More often than not, I just want to blend in with the rest of them, watch my kid play and sip my already cold coffee. It’s very tempting to just tell a white lie and keep the conversation light and flowing… but the educator and social justice fighter in me forces my brain to – once again – come out and say “There is no wife. I’m gay” While images of rainbow flags and pink triangles bombard my latest victim, it takes a few seconds for them to re-frame their mind. And just like that, the conversation quickly gets personal. Are your kids adopted? Do the kids keep in touch with the donor? Do they call her mom? Who’s sperm did you use? Are you guys married?
A while back, when Norm and I decided to kick start our family, I knew this was going to throw us into the lime light a bit. I mean, we are part of the pioneering gay men who decided to leave their glitter and leather behind for a “normal” public life of suburban homes, manicured lawns, and raising kids. Throw into the mix that we wanted to have genetically related children and suddenly we add modern science, surrogacy, and assisted reproduction to our story line. Add a dash of heartache, conflict, and touching baby births and you have your latest binge-watch-worthy Netflix drama series! Yes, it’s an interesting tale, but aside from the joy I get from telling our family origins story, I also see it as a bit of my responsibility to share it.
While I feel very fortunate to be living in a country that respects basic human rights, I am deeply saddened by the horror stories and struggles my fellow gay brethren face in this world. Men and women who are looking to have some of their most basic human needs met (shelter, employment, companionship, love, family) have to live in fear or in hiding for their own safety. It baffles me that in 2018, world leaders are sanctioning such ignorance and hate towards other people based on characteristics where choice does NOT play a factor.
People just like me are victims of physical and emotional pain on a regular basis… and here I am, free to walk my stroller in the park, carrying a healthy, happy, lab-made baby, who is genetically my son. It almost seems unfair.
So for reasons you can probably deduce by now, I feel pretty strongly that people who ask should know about us and that “coming out” is part of the telling of our family story. I see it as my responsibility to spread the word, inform, and educate others. Misinformation and ignorance breeds hateful words and misguided actions so if I can do my part in making it better, then I must. I also feel that the more exposure our kids get to different kinds of families, the more we normalize our differences and understand the true meaning of acceptance. People are surprised at how boring and normal we really are.
And finally, I feel pretty proud of the tough skin I’ve built over the last few decades. It’s taken this long to finally feel comfortable and confident in my own skin. So by standing tall and telling our story, I will instill that sense of pride and strength in my own kids.

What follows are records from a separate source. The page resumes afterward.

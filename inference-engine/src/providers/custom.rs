//! A configurable HTTP provider for self-hosted or third-party
//! endpoints that speak an OpenAI-compatible chat-completions wire
//! format but live at an arbitrary base URL (e.g. a local
//! llama.cpp server's OpenAI-compatible shim, or an internal gateway).
//!
//! Native model kernels themselves (llama.cpp, ONNX, PyTorch) are out
//! of scope for this crate; this provider only talks to an HTTP
//! front-end for one.

use crate::error::ProviderError;
use crate::models::{FinishReason, InferenceRequest, InferenceResponse, Role, StreamChunk, ToolCall, Usage};
use crate::providers::http_client::{AuthStrategy, HttpProviderClient};
use crate::providers::{HealthStatus, Provider, ProviderCapabilities, ProviderConfig, ProviderHealth};
use async_trait::async_trait;
use futures::stream::BoxStream;
use serde::{Deserialize, Serialize};
use std::time::Instant;

pub struct CustomProvider {
    id: String,
    http: HttpProviderClient,
    capabilities: ProviderCapabilities,
    metadata: std::collections::HashMap<String, String>,
}

impl CustomProvider {
    pub fn new(config: ProviderConfig, mut capabilities: ProviderCapabilities) -> Result<Self, ProviderError> {
        validate_config(&config)?;
        let auth = match config.api_key() {
            Some(key) => AuthStrategy::Bearer { token: key.to_string() },
            None => AuthStrategy::None,
        };
        let base_url = config.base_url.clone().expect("validated above");
        let http = HttpProviderClient::new(config.timeout, Some(base_url.clone()), &base_url, &config.properties, auth)?;
        capabilities.priority = config.priority;
        capabilities.cost_per_1k_tokens = config.cost_per_1k_tokens;
        Ok(Self { id: config.id, http, capabilities, metadata: config.metadata })
    }
}

fn validate_config(config: &ProviderConfig) -> Result<(), ProviderError> {
    if config.base_url.is_none() {
        return Err(ProviderError::InitializationFailed { message: "custom provider requires base_url".into() });
    }
    Ok(())
}

#[derive(Serialize)]
struct WireRequest<'a> {
    model: &'a str,
    messages: Vec<WireMessage>,
    #[serde(skip_serializing_if = "Option::is_none")]
    temperature: Option<f32>,
    #[serde(skip_serializing_if = "Option::is_none")]
    max_tokens: Option<u32>,
    stream: bool,
}

#[derive(Serialize, Deserialize)]
struct WireMessage {
    role: String,
    content: String,
}

#[derive(Deserialize)]
struct WireResponse {
    choices: Vec<WireChoice>,
    usage: Option<WireUsage>,
    model: String,
}

#[derive(Deserialize)]
struct WireChoice {
    message: WireMessage,
    finish_reason: Option<String>,
}

#[derive(Deserialize)]
struct WireUsage {
    prompt_tokens: u32,
    completion_tokens: u32,
}

fn to_wire_messages(request: &InferenceRequest) -> Vec<WireMessage> {
    request
        .messages
        .iter()
        .map(|m| WireMessage {
            role: match m.role {
                Role::System => "system",
                Role::User => "user",
                Role::Assistant => "assistant",
                Role::Tool | Role::Function => "tool",
            }
            .to_string(),
            content: m.content.clone(),
        })
        .collect()
}

#[async_trait]
impl Provider for CustomProvider {
    fn id(&self) -> &str {
        &self.id
    }

    fn name(&self) -> &str {
        "custom"
    }

    fn version(&self) -> &str {
        env!("CARGO_PKG_VERSION")
    }

    fn metadata(&self) -> &std::collections::HashMap<String, String> {
        &self.metadata
    }

    fn capabilities(&self) -> &ProviderCapabilities {
        &self.capabilities
    }

    async fn initialize(&self, config: &ProviderConfig) -> Result<(), ProviderError> {
        validate_config(config)
    }

    async fn infer(&self, request: &InferenceRequest) -> Result<InferenceResponse, ProviderError> {
        let start = Instant::now();
        let wire_request = WireRequest {
            model: &request.model,
            messages: to_wire_messages(request),
            temperature: request.parameters.temperature,
            max_tokens: request.parameters.max_tokens,
            stream: false,
        };

        let resp: WireResponse = self.http.post_json("/chat/completions", &wire_request).await?;
        let choice = resp.choices.into_iter().next().ok_or(ProviderError::InvalidResponse)?;
        let usage = resp
            .usage
            .map(|u| Usage { input_tokens: u.prompt_tokens, output_tokens: u.completion_tokens })
            .unwrap_or_default();

        Ok(InferenceResponse {
            request_id: request.id,
            content: choice.message.content,
            model: resp.model,
            usage,
            duration_ms: start.elapsed().as_millis() as u64,
            timestamp: chrono::Utc::now(),
            finish_reason: match choice.finish_reason.as_deref() {
                Some("length") => FinishReason::Length,
                Some("tool_calls") => FinishReason::ToolCalls,
                _ => FinishReason::Stop,
            },
            tool_calls: Vec::<ToolCall>::new(),
            metadata: Default::default(),
        })
    }

    async fn infer_stream(
        &self,
        request: &InferenceRequest,
    ) -> Result<BoxStream<'static, Result<StreamChunk, ProviderError>>, ProviderError> {
        if !self.capabilities.streaming {
            return Err(ProviderError::Configuration { message: "streaming not enabled for this custom provider".into() });
        }
        let wire_request = serde_json::json!({
            "model": request.model,
            "messages": to_wire_messages(request),
            "stream": true,
        });
        let response = self.http.post_json_raw("/chat/completions", &wire_request).await?;
        if !response.status().is_success() {
            return Err(crate::providers::http_client::map_error_response(response).await);
        }
        let request_id = request.id;
        let stream = async_stream::stream! {
            let mut bytes_stream = response.bytes_stream();
            let mut buffer = String::new();
            let mut seq = 0u64;
            while let Some(chunk_result) = futures::StreamExt::next(&mut bytes_stream).await {
                let Ok(chunk) = chunk_result else { return };
                buffer.push_str(&String::from_utf8_lossy(&chunk));
                while let Some(line_end) = buffer.find('\n') {
                    let line = buffer[..line_end].trim().to_string();
                    buffer.drain(..=line_end);
                    let Some(json_str) = line.strip_prefix("data: ") else { continue };
                    if json_str == "[DONE]" {
                        yield Ok(StreamChunk { request_id, seq, delta: String::new(), tool_call_delta: None, done: true, usage: None, error: None });
                        return;
                    }
                    if let Ok(parsed) = serde_json::from_str::<serde_json::Value>(json_str) {
                        let delta = parsed["choices"][0]["delta"]["content"].as_str().unwrap_or_default().to_string();
                        yield Ok(StreamChunk { request_id, seq, delta, tool_call_delta: None, done: false, usage: None, error: None });
                        seq += 1;
                    }
                }
            }
        };
        Ok(Box::pin(stream))
    }

    async fn health(&self) -> ProviderHealth {
        let start = Instant::now();
        match self.http.get_json::<serde_json::Value>("/health").await {
            Ok(_) => ProviderHealth {
                status: HealthStatus::Up,
                message: format!("{}ms", start.elapsed().as_millis()),
                timestamp: chrono::Utc::now(),
                details: Default::default(),
            },
            Err(e) => ProviderHealth {
                status: HealthStatus::Degraded,
                message: e.to_string(),
                timestamp: chrono::Utc::now(),
                details: Default::default(),
            },
        }
    }
}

Once our story comes out, I’ve seen some of the following pretty cool things happen:
A conversation starts between parent and child about the differences (and similarities) in families and how all families who love each other are pretty awesome!
I get connected with other gay men who need guidance on their own journey to becoming a family
Parents of kids who are beginning to identify as LGBTQ are asking me for advice on how to be a supportive parent and help guide them through uncharted parenting territories
Parenting gender roles fall apart “So who does all the ‘mom’ work?”
Our own families and friends have unintentionally become gay activists
Our surrogate started her own surrogacy agency and specializes in connecting women to future gay dads
When Dad Club London decided to participate in the London Pride parade, my heart just about burst. For me, DCL embodies true positivity in parenting and participating in the parade are the actions behind the words. This is what inclusivity and fulfilling your responsibility to make the world a better place looks like fellas!
DCL representing at London Pride 2017
So now it’s your turn. Yes, YOU! You are part of this change and this conversation. It’s time you did your part. You don’t have to wave a pride flag on your front lawn but if you want to make the world a little better for your kids, have these conversations with them. Teach them about how amazing our differences are, how to be proud of the person they are and the family they are a part of. Be more inclusive in the books you choose. Break down stereotypes as they happen (pink is not a girl colour!). Model the attitude and behaviour you want to see in your kids. Be more careful with your word choice around them. Get to know families that embody your beliefs. Or join DCL this summer as we march again in this year’s Pride Parade.
If nothing else, show your kids that the one true thing that makes all families is love.